This frame switch to Girin’s narrative places prioritising FLN in the reality of a normal day in a regular primary school, revealing the supposed choice between a narrow or shallow approach to be a false one. It demonstrates why prioritisation cannot mean narrowing the education experience so that children learn to read, write, count, and add without doing anything else all day, every day.45 When we locate literacy and numeracy within the reality of the school, the discussion is broader and about foundational learning rather than a two-dimensional one about FLN: this is both necessary and entirely feasible. Getting serious about foundational learning provides a catalyst for improving education quality across a range of dimensions; these, in turn, provide incentive and opportunity for improving foundational learning. To achieve minimum proficiency in reading and mathematics by the end of primary school, we need to go deep and broad at the same time.

You can’t forbid them to learn: The politics of education aid

“You can’t forbid them to learn; knowledge belongs to all men.”

― Karamakate: The Embrace of the Serpent

I was fortunate to go to a lunch with H. S. Bhola when he visited South Africa in the early 1990s. He made a remark that has always stuck with me; I trust it remains relatively unembellished in my memory. When asked about education in China, he admired its increasing reach and organisation but wondered “if a system that did not allow plenty of room for endless pointless confusion could ever be trusted.”46 It was a throwaway remark, which I understood not as a preference for confusion but as an expression of his commitment to critical enquiry in the Freirean sense. At the risk of seeming overly Gramscian, I have similar concerns about the notion of an international architecture for education that can be broken, or more to the point, fixed.

This frame switch relocates the narrative on prioritising FLN at the level of global education governance, revisiting assumptions of what this entails and who it involves. Girin refers to “the global education architecture” and to “a global education community.” Towards the end of his essay we get to see exactly who he regards them to be as he politely gives each of them homework. They include policymakers in LICS (i.e., national governments), the Global Partnership for Education, UNESCO, the World Bank, bilateral donors, CSOs, and NGOs.47 Girin thus addresses a primarily policy and finance decision-making but also decision-influencing global education community.

For the bulk of his essay, however, Girin draws on Nicholas Burnett’s grumpy account of a broken international education architecture.48 For Burnett, this includes “the set of international agencies and institutions, official and unofficial, public and private that receive international resources to support countries’ educational development.” In a lengthy footnote, Burnett tweaks this definition to include “bodies that set and follow international policy for education,” (my emphasis) he then adds teachers and teachers’ unions, private schools, and others in a long, what he calls a “non-exhaustive” list, which seems to imply almost everyone except, curiously, national governments.

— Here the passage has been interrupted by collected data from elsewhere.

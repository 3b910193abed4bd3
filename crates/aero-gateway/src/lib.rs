//! # aero-gateway
//!
//! Provider clients for aero-booking.
//!
//! This crate provides the HTTP implementations of the `aero-core`
//! collaborator traits:
//!
//! 1. **HttpTicketingGateway** - flight search, PNR and ticketing (JSON API)
//! 2. **HttpPaymentGateway** - hosted payment requests (form API) with
//!    HMAC-signed webhooks
//! 3. **HttpSettingsProvider / TomlSettingsProvider** - the cargo settings record
//!
//! Wrappers add the degraded mode: `FallbackTicketingGateway` serves a mock
//! flight when search fails, `FallbackPaymentGateway` simulates a payment
//! outside production. `UnavailableGateway` stands in for a provider whose
//! credentials are missing.
//!
//! ## Quick Start
//!
//! ```rust,ignore
//! use aero_gateway::{FallbackTicketingGateway, HttpTicketingGateway};
//! use std::sync::Arc;
//!
//! let ticketing = Arc::new(FallbackTicketingGateway::new(Arc::new(HttpTicketingGateway::from_env()?)));
//! let mut booking = FlightBookingOrchestrator::new(ticketing);
//! ```
//!
//! ## Webhook Handling
//!
//! ```rust,ignore
//! use aero_gateway::webhook::{dispatch_webhook_event, LoggingWebhookHandler};
//!
//! let payload = payments.verify_webhook(&body, signature)?;
//! dispatch_webhook_event(&LoggingWebhookHandler, &payload)?;
//! ```

mod client;
pub mod config;
pub mod fallback;
pub mod payment;
pub mod poller;
pub mod retry;
pub mod settings;
pub mod ticketing;
pub mod unavailable;
pub mod webhook;

pub use config::{PaymentConfig, SettingsSource, TicketingConfig, DEFAULT_SIMULATION_DELAY};
pub use fallback::{FallbackPaymentGateway, FallbackTicketingGateway};
pub use payment::HttpPaymentGateway;
pub use poller::PaymentPoller;
pub use retry::RetryPolicy;
pub use settings::{settings_provider, HttpSettingsProvider, StaticSettingsProvider, TomlSettingsProvider};
pub use ticketing::HttpTicketingGateway;
pub use unavailable::UnavailableGateway;
pub use webhook::{dispatch_webhook_event, LoggingWebhookHandler, WebhookHandler};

The problem with calling the global governance actors in education a “community” is that this implies trust and accessibility among members; calling it an “architecture” implies design and structure. It has none of these attributes. I have other difficulties with most notions of global governance. Typically, they do not offer conceptual clarity on who is included and who is not; they lump together very different actors ignoring their unequal policy and financial power; and they do not distinguish organisations that focus on global governance from those that engage global governance but have primary affiliations to national or to civil society constituencies. For global governance to be both effective and credible it must have adequate mechanisms for accountability but it also needs to accommodate advocacy. All this should be better resolved if we are going to admonish global governance for failing, or call on it to act.

In The Embrace of the Serpent, Karamakate, the last of his Amazonian tribe—played by director, Antonio Bolívar Salvador, himself among the last of the Colombian Amazon Ocaina—tells the American explorer: “I wasn’t meant to teach my people. I was meant to teach you.” It is a line to remind global actors, at a time when modern technologies, industries, trade and waste are destroying the planet, that we need to listen more to the people we intend to teach.

The emergence of the “new public management” consensus

“Work it harder, make it better.

Do it faster, makes us stronger.”

– Daft Punk: Harder, Better, Faster, Stronger

The three leadership functions Girin draws from Burnett—prioritisation linked to specific outcomes, measurement, and accountability—are central ideas in the new public management (NPM)49 consensus that has emerged as the new orthodoxy in global governance over the past 30 years. NPM emerged in Anglo-Saxon countries in the late 1970s and early 1980s: its narratives promote managerialism; performance and outcomes measurement; as well as the growth of markets, commercialisation, and competition in public services.50

The NPM consensus in education is rather specifically concerned with quality in education; not quality in a general sense, which is too broad a notion to manage effectively, but quality in a more limited, precise sense—the specific measurement of only selected elements of quality. The progressive education movement, at least since Dewey, who associated quality in education with quality in life,51 has always championed a more expansive idea of education quality. Education quality was a central concern for the Jomtien conference on Education for All in 1990. Quality is central to the Dakar Framework for Action and it comprised one of the six EFA goals. Quality and literacy are fundamental to the right to education for the self-evident reason that there is no point to having a right to education if it is not going to teach you to read.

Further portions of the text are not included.